--- Extracted records Enclosed Below ---

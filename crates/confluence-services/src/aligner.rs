//! One-shot stream alignment.
//!
//! Peers carry the same content but joined the broadcast at different
//! points. The aligner takes a needle from the reference stream (peer 0,
//! after discarding `start_offset` leading bytes) and searches each other
//! peer's buffer for it, growing the needle one byte at a time until two
//! consecutive lengths match at the same position. That position is where
//! the peer's stream lines up with the reference, and the peer's buffer is
//! trimmed to start there.
//!
//! A pass works on a locked snapshot of every buffer and commits nothing
//! unless it finishes: the reference drop, every trim, the flush of aligned
//! chunks into the merge set, and the gate opening all happen before the
//! locks are released. Passes that leave peers unaligned are retried a
//! bounded number of times; peers still failing after that are excluded.

use std::collections::BTreeMap;
use std::time::Duration;

use confluence_core::RelayConfig;

use crate::buffer::{ReadyError, SharedBuffer};
use crate::gate::AlignmentGate;
use crate::merge::MergeSet;

/// Index of the reference peer.
pub const REFERENCE: usize = 0;

#[derive(Debug, Clone)]
pub struct AlignmentParams {
    pub start_offset: usize,
    pub initial_needle: usize,
    pub ready_bytes: usize,
    pub ready_timeout: Duration,
    pub max_attempts: u32,
    pub retry_delay: Duration,
}

impl From<&RelayConfig> for AlignmentParams {
    fn from(config: &RelayConfig) -> Self {
        Self {
            start_offset: config.alignment.start_offset,
            initial_needle: config.alignment.initial_needle,
            ready_bytes: config.alignment.ready_bytes,
            ready_timeout: config.ready_timeout(),
            max_attempts: config.alignment.max_attempts,
            retry_delay: config.retry_delay(),
        }
    }
}

/// Why one peer could not be aligned.
#[derive(Debug, Clone, PartialEq, Eq, thiserror::Error)]
pub enum AlignmentFailure {
    #[error("needle not found in peer stream")]
    NoMatch,
    #[error("match position still moving at needle length {0}")]
    Unstable(usize),
    #[error("reference holds {have} usable bytes, needle needs {want}")]
    ReferenceTooShort { have: usize, want: usize },
    #[error("buffer not ready: {0}")]
    NotReady(#[from] ReadyError),
}

#[derive(Debug, thiserror::Error)]
pub enum AlignmentError {
    #[error("reference peer unusable: {0}")]
    Reference(AlignmentFailure),
    #[error("only {survivors} peer(s) aligned, {required} required")]
    InsufficientPeers {
        survivors: usize,
        required: usize,
        failures: Vec<(usize, AlignmentFailure)>,
    },
    #[error("no peers to align")]
    NoPeers,
    #[error("alignment gate was already open")]
    AlreadyAligned,
}

/// Outcome of a successful alignment.
#[derive(Debug, Clone, Default)]
pub struct AlignmentReport {
    /// (peer index, bytes trimmed) for every aligned non-reference peer.
    pub offsets: Vec<(usize, usize)>,
    /// Peers left out of the merge and why.
    pub excluded: Vec<(usize, AlignmentFailure)>,
    /// Passes run, including the successful one.
    pub attempts: u32,
    /// Chunks moved into the merge set at commit.
    pub flushed: usize,
}

/// A settled match: where the peer lines up, and the needle length that
/// confirmed it.
#[derive(Debug, Clone, Copy, PartialEq, Eq)]
pub struct StableMatch {
    pub offset: usize,
    pub needle_len: usize,
}

/// Locate `haystack`'s alignment point against `reference`.
///
/// Starts with a needle of `needle_len` bytes from the head of `reference`
/// and grows it until the first match position stops changing. Matching is
/// exact byte equality.
///
/// The returned needle length is where the search settled. Within a pass
/// the next peer starts from it, so the needle never shrinks.
pub fn find_stable_offset(
    reference: &[u8],
    haystack: &[u8],
    needle_len: usize,
) -> Result<StableMatch, AlignmentFailure> {
    if needle_len == 0 || reference.len() < needle_len {
        return Err(AlignmentFailure::ReferenceTooShort {
            have: reference.len(),
            want: needle_len.max(1),
        });
    }

    let mut needle_len = needle_len;
    let mut previous: Option<usize> = None;
    loop {
        let found = find(haystack, &reference[..needle_len]).ok_or(AlignmentFailure::NoMatch)?;
        if previous == Some(found) {
            return Ok(StableMatch {
                offset: found,
                needle_len,
            });
        }
        previous = Some(found);
        needle_len += 1;
        if needle_len > reference.len() {
            return Err(AlignmentFailure::Unstable(reference.len()));
        }
    }
}

fn find(haystack: &[u8], needle: &[u8]) -> Option<usize> {
    if needle.len() > haystack.len() {
        return None;
    }
    haystack.windows(needle.len()).position(|w| w == needle)
}

pub struct Aligner {
    params: AlignmentParams,
}

impl Aligner {
    pub fn new(params: AlignmentParams) -> Self {
        Self { params }
    }

    /// Align every buffer against `buffers[REFERENCE]`, flush the aligned
    /// chunks into `merge`, and open `gate`.
    pub async fn run(
        &self,
        buffers: &[SharedBuffer],
        merge: &MergeSet,
        gate: &AlignmentGate,
    ) -> Result<AlignmentReport, AlignmentError> {
        if gate.is_open() {
            return Err(AlignmentError::AlreadyAligned);
        }
        if buffers.is_empty() {
            return Err(AlignmentError::NoPeers);
        }
        let required = buffers.len().min(2);
        // Peers that can never align (retired). They do not force a retry.
        let mut excluded: BTreeMap<usize, AlignmentFailure> = BTreeMap::new();
        let mut attempt = 0;

        loop {
            attempt += 1;
            tracing::info!(attempt, peers = buffers.len(), "attempting to align peers");

            let mut failures = self.wait_ready(buffers, &mut excluded, attempt).await?;

            let mut guards = Vec::with_capacity(buffers.len());
            for buf in buffers {
                guards.push(buf.lock().await);
            }

            let start = self.params.start_offset;
            let reference = guards[REFERENCE].as_slice();
            let usable = reference.get(start..).unwrap_or(&[]);
            tracing::debug!(
                attempt,
                usable = usable.len(),
                needle = %hex::encode(&usable[..self.params.initial_needle.min(usable.len())]),
                "reference needle"
            );
            let mut offsets = Vec::new();
            let mut needle_len = self.params.initial_needle;

            for (peer, guard) in guards.iter().enumerate().skip(1) {
                if excluded.contains_key(&peer) || failures.contains_key(&peer) {
                    continue;
                }
                if guard.is_retired() {
                    excluded.insert(peer, ReadyError::Retired.into());
                    continue;
                }
                match find_stable_offset(usable, guard.as_slice(), needle_len) {
                    Ok(StableMatch { offset, needle_len: settled }) => {
                        tracing::info!(
                            peer,
                            offset,
                            needle = settled,
                            haystack = guard.len(),
                            "peer aligned with peer 0"
                        );
                        offsets.push((peer, offset));
                        needle_len = settled;
                    }
                    Err(AlignmentFailure::ReferenceTooShort { have, want }) => {
                        if attempt >= self.params.max_attempts {
                            return Err(AlignmentError::Reference(
                                AlignmentFailure::ReferenceTooShort { have, want },
                            ));
                        }
                        failures.insert(REFERENCE, AlignmentFailure::ReferenceTooShort { have, want });
                        break;
                    }
                    Err(failure) => {
                        tracing::warn!(peer, attempt, error = %failure, "alignment of peer with peer 0 failed");
                        failures.insert(peer, failure);
                    }
                }
            }

            if !failures.is_empty() && attempt < self.params.max_attempts {
                drop(guards);
                tracing::warn!(
                    attempt,
                    failed = failures.len(),
                    retry_in_ms = self.params.retry_delay.as_millis() as u64,
                    "alignment pass incomplete, retrying"
                );
                tokio::time::sleep(self.params.retry_delay).await;
                continue;
            }

            // Final pass or clean pass: remaining failures become exclusions.
            excluded.extend(failures);

            let survivors = 1 + offsets.len();
            if survivors < required {
                return Err(AlignmentError::InsufficientPeers {
                    survivors,
                    required,
                    failures: excluded.into_iter().collect(),
                });
            }

            guards[REFERENCE].trim_front(start);
            for &(peer, offset) in &offsets {
                guards[peer].trim_front(offset);
            }
            for &peer in excluded.keys() {
                guards[peer].retire();
            }

            let mut flushed = 0;
            for peer in std::iter::once(REFERENCE).chain(offsets.iter().map(|&(p, _)| p)) {
                let chunks = guards[peer].drain_chunks();
                flushed += merge.insert_all(chunks).await;
            }

            if !gate.open() {
                return Err(AlignmentError::AlreadyAligned);
            }
            drop(guards);
            for &peer in excluded.keys() {
                buffers[peer].notify();
            }

            let report = AlignmentReport {
                offsets,
                excluded: excluded.into_iter().collect(),
                attempts: attempt,
                flushed,
            };
            tracing::info!(
                aligned = report.offsets.len() + 1,
                excluded = report.excluded.len(),
                attempts = report.attempts,
                flushed = report.flushed,
                "peers synchronized"
            );
            return Ok(report);
        }
    }

    /// Wait for every live buffer to hold `ready_bytes`. Retired buffers go
    /// straight to `excluded`; other shortfalls are returned as this pass's
    /// failures.
    async fn wait_ready(
        &self,
        buffers: &[SharedBuffer],
        excluded: &mut BTreeMap<usize, AlignmentFailure>,
        attempt: u32,
    ) -> Result<BTreeMap<usize, AlignmentFailure>, AlignmentError> {
        let mut failures = BTreeMap::new();
        let want = self.params.ready_bytes;

        for (peer, buf) in buffers.iter().enumerate() {
            if excluded.contains_key(&peer) {
                continue;
            }
            match buf.wait_for_len(want, self.params.ready_timeout).await {
                Ok(_) => {}
                Err(ReadyError::Retired) if peer == REFERENCE => {
                    return Err(AlignmentError::Reference(ReadyError::Retired.into()));
                }
                Err(ReadyError::Retired) => {
                    tracing::warn!(peer, "peer unavailable, excluding from alignment");
                    excluded.insert(peer, ReadyError::Retired.into());
                }
                // A sealed buffer may still align on what it holds.
                Err(ReadyError::Sealed { have, .. }) if have > 0 => {
                    tracing::debug!(peer, have, "peer stream ended short of ready size");
                }
                Err(e) if peer == REFERENCE && attempt >= self.params.max_attempts => {
                    return Err(AlignmentError::Reference(e.into()));
                }
                Err(e) => {
                    tracing::warn!(peer, attempt, error = %e, "peer buffer not ready");
                    failures.insert(peer, e.into());
                }
            }
        }
        Ok(failures)
    }
}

--- End of Enclosed Extracted records ---

▶ _Brief_:
Once the line with "if have > 0" is found, write out that line and every one after it through the last line of the records, exactly and with nothing else.

▶ _Output for this task_:
                Err(ReadyError::Sealed { have, .. }) if have > 0 => {
                    tracing::debug!(peer, have, "peer stream ended short of ready size");
                }
                Err(e) if peer == REFERENCE && attempt >= self.params.max_attempts => {
                    return Err(AlignmentError::Reference(e.into()));
                }
                Err(e) => {
                    tracing::warn!(peer, attempt, error = %e, "peer buffer not ready");
                    failures.insert(peer, e.into());
                }
            }
        }
        Ok(failures)
    }
}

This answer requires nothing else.